Ford Motor Company cut CO2 emissions at its global facilities by 37 percent per vehicle between 2000 and 2012 and plans for a 30 percent reduction from 2010 to 2025 by addressing everything from new products and technologies to manufacturing processes.
Ford’s work to reduce CO2 emissions is outlined in Ford’s 14th annual Sustainability Report issued today and more importantly, part of the company’s overall mission to facilitate continued reduction of CO2emissions.

Already, total CO2 emissions at Ford’s global facilities have dropped by 4.65 million metric tons, or 47 percent since 2000. Ford also delivered on its commitment to reduce U.S. facility emissions by 10 percent per vehicle produced between 2002 and 2012, as part of an Alliance of Automobile Manufacturers program. And vehicle tailpipe emissions on a per vehicle basis have dropped 16 percent since 2007 as new vehicles such as Ford C-MAX Energi plug-in hybrid have become available.

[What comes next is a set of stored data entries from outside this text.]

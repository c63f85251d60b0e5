//! # KneeSpa
//!
//! Host controller for the KneeSpa traction rig. Talks to the rig's
//! microcontroller over a serial link and runs therapy protocols on it.
//!
//! ## Architecture
//!
//! KneeSpa is organized as a workspace with multiple crates:
//!
//! 1. **kneespa-core** - Actuators, unit conversion, errors, event bus
//! 2. **kneespa-communication** - Serial transport, wire codec, device state tracker
//! 3. **kneespa-protocols** - Protocol step lists, engine, session coordinator
//! 4. **kneespa-settings** - Connection settings, calibration tables, protocol timing
//! 5. **kneespa** - This crate, plus the `kneespa` operator console binary
//!
//! ## Protocols
//!
//! - **A**: traction cycles at a set force
//! - **B / C / D**: flexion or lateral swings on one axis
//! - **AB / AC / AD**: a swing performed under constant traction
//! - **AC1..AC9**: graded lateral swings under traction
//! - **RESET**: re-home every drive and reload calibration

pub use kneespa_communication::{
    is_candidate_port, list_ports, loopback, Command, CommandSink, ConnectionParams,
    DeviceTracker, Handshake, MoveTarget, SerialPortInfo, SimulatedRig, Transport,
    TransportEvent,
};

pub use kneespa_core::{
    Actuator, ActuatorCalibration, AppEvent, CodecError, ConnectionError, ConnectionEvent,
    DeviceEvent, DeviceSnapshot, Direction, Error, ErrorEvent, EventBus, EventCategory,
    EventFilter, PhysicalSnapshot, PhysicalUnit, ProtocolError, ProtocolEvent, Result, RunId,
    RunOutcome, SpeedClass,
};

pub use kneespa_protocols::{
    build_protocol, ProtocolEngine, ProtocolId, ProtocolParams, ProtocolSpec, RunHandle,
    SessionCoordinator, RESET_PROTOCOL,
};

pub use kneespa_settings::{default_config_path, Config};

/// Library version
pub const VERSION: &str = env!("CARGO_PKG_VERSION");

/// Build date (set at compile time)
pub const BUILD_DATE: &str = env!("BUILD_DATE");

/// Initialize logging with the default configuration
///
/// Sets up structured logging with:
/// - Console output with pretty formatting
/// - RUST_LOG environment variable support
pub fn init_logging() -> anyhow::Result<()> {
    use tracing_subscriber::fmt;
    use tracing_subscriber::prelude::*;
    use tracing_subscriber::EnvFilter;

    let env_filter = EnvFilter::try_from_default_env().unwrap_or_else(|_| EnvFilter::new("info"));

    let fmt_layer = fmt::layer()
        .with_writer(std::io::stdout)
        .with_target(true)
        .with_level(true)
        .with_thread_ids(true)
        .with_thread_names(true)
        .with_line_number(true)
        .pretty();

    tracing_subscriber::registry()
        .with(env_filter)
        .with(fmt_layer)
        .try_init()?;

    Ok(())
}
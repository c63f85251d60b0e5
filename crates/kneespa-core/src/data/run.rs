//! Protocol run identity and outcome

use serde::{Deserialize, Serialize};
use std::fmt;
use uuid::Uuid;

/// Unique identifier of one protocol run
#[derive(Debug, Clone, Copy, PartialEq, Eq, Hash, Serialize, Deserialize)]
pub struct RunId(Uuid);

impl RunId {
    /// Create a new unique run ID
    pub fn new() -> Self {
        Self(Uuid::new_v4())
    }
}

impl Default for RunId {
    fn default() -> Self {
        Self::new()
    }
}

impl fmt::Display for RunId {
    fn fmt(&self, f: &mut fmt::Formatter<'_>) -> fmt::Result {
        write!(f, "Run({})", &self.0.to_string()[..8])
    }
}

/// Terminal state of a protocol run
#[derive(Debug, Clone, PartialEq, Serialize, Deserialize)]
pub enum RunOutcome {
    /// Every step of every cycle finished
    Completed,
    /// Stopped on request
    Cancelled,
    /// Ended by a device error, timeout, or lost connection
    Faulted {
        /// What went wrong.
        reason: String,
    },
}

impl RunOutcome {
    /// Whether the run finished all of its steps
    pub fn is_completed(&self) -> bool {
        matches!(self, RunOutcome::Completed)
    }
}

impl fmt::Display for RunOutcome {
    fn fmt(&self, f: &mut fmt::Formatter<'_>) -> fmt::Result {
        match self {
            RunOutcome::Completed => write!(f, "completed"),
            RunOutcome::Cancelled => write!(f, "cancelled"),
            RunOutcome::Faulted { reason } => write!(f, "faulted: {}", reason),
        }
    }
}
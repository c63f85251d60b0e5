//! Simulated rig
//!
//! Answers command lines the way the controller firmware does: moves report
//! the new position and finish with `D`, control commands answer `G`.
//! Used for dry runs and tests.

use super::command::{Command, MoveTarget};
use kneespa_core::units::{from_device_code, to_device_code, ActuatorCalibration};
use kneespa_core::Actuator;
use std::collections::HashMap;

/// In-memory stand-in for the rig's controller
#[derive(Debug, Clone)]
pub struct SimulatedRig {
    calibrations: HashMap<Actuator, ActuatorCalibration>,
    positions: HashMap<Actuator, i32>,
    steps: HashMap<Actuator, i32>,
    calibration: i32,
}

impl SimulatedRig {
    /// Rig parked at each actuator's rest position
    pub fn new(calibrations: impl IntoIterator<Item = ActuatorCalibration>) -> Self {
        let calibrations: HashMap<_, _> = calibrations
            .into_iter()
            .map(|cal| (cal.actuator, cal))
            .collect();
        let positions = calibrations
            .values()
            .map(|cal| {
                let code = to_device_code(cal, cal.rest).unwrap_or(cal.zero_code);
                (cal.actuator, code)
            })
            .collect();
        Self {
            calibrations,
            positions,
            steps: HashMap::new(),
            calibration: 0,
        }
    }

    /// Rig with factory calibration on all four actuators
    pub fn factory() -> Self {
        Self::new(Actuator::ALL.map(ActuatorCalibration::factory))
    }

    /// Current position code of an actuator
    pub fn position(&self, actuator: Actuator) -> Option<i32> {
        self.positions.get(&actuator).copied()
    }

    /// Last calibration value loaded with `L0`
    pub fn calibration(&self) -> i32 {
        self.calibration
    }

    /// Reply lines for one command line
    pub fn respond(&mut self, line: &str) -> Vec<String> {
        let command = match Command::from_wire(line) {
            Ok(command) => command,
            Err(_) => return vec!["F1".to_string()],
        };

        match command {
            Command::Move {
                actuator, target, ..
            } => {
                let code = match target {
                    MoveTarget::Preset(code) | MoveTarget::Indexed(code) => code,
                    MoveTarget::Absolute(value) => match self.calibrations.get(&actuator) {
                        Some(cal) => match to_device_code(cal, value) {
                            Ok(code) => code,
                            Err(_) => return vec!["F2".to_string()],
                        },
                        None => (value * 10.0).round() as i32,
                    },
                    MoveTarget::Jog(direction) => {
                        let current = self.position(actuator).unwrap_or_default();
                        current + direction.factor() as i32 * 10
                    }
                };
                vec![self.move_to(actuator, code), "D".to_string()]
            }
            Command::Reset(actuator) => {
                let code = self
                    .calibrations
                    .get(&actuator)
                    .map(|cal| cal.zero_mark())
                    .unwrap_or_default();
                vec![self.move_to(actuator, code), "D".to_string()]
            }
            Command::Calibrate(value) => {
                self.calibration = value;
                vec!["G".to_string()]
            }
            Command::Stop | Command::ResetDevice | Command::ZeroMarks { .. } => {
                vec!["G".to_string()]
            }
            Command::MeasurePressure => vec![format!("W{:.1}", self.pressure())],
            Command::QueryStatus => vec![format!(
                "S{} {} {} {:.1}",
                self.position(Actuator::A).unwrap_or_default(),
                self.position(Actuator::B).unwrap_or_default(),
                self.steps.get(&Actuator::C).copied().unwrap_or_default(),
                self.pressure()
            )],
        }
    }

    fn move_to(&mut self, actuator: Actuator, code: i32) -> String {
        let previous = self.positions.insert(actuator, code).unwrap_or(code);
        let steps = self.steps.entry(actuator).or_default();
        *steps += (code - previous).abs();
        format!("P{} {} {}", actuator.address(), code, steps)
    }

    fn pressure(&self) -> f64 {
        match (
            self.calibrations.get(&Actuator::A),
            self.position(Actuator::A),
        ) {
            (Some(cal), Some(code)) => from_device_code(cal, code),
            _ => 0.0,
        }
    }
}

And Ford has even bigger plans to reduce CO2 – one of several priorities outlined in its “Blueprint for Sustainability: Our Journey Continues.” Other subjects in the voluntary report range from reduced water use and energy consumption to cutting the amount of waste-to-landfill at Ford facilities around the world.

“In the more than 30 years I have been with the company, I have seen genuine transformation as Ford has integrated sustainability into its business plan, products, operations and relationships with stakeholders,” says Robert Brown, vice president, sustainability, environment and safety engineering. “Water and energy use, waste-to-landfill, Ford’s role in reducing the amount of greenhouse gases like CO2 in our atmosphere – these are just a few of the top sustainability-related priorities considered in every decision.”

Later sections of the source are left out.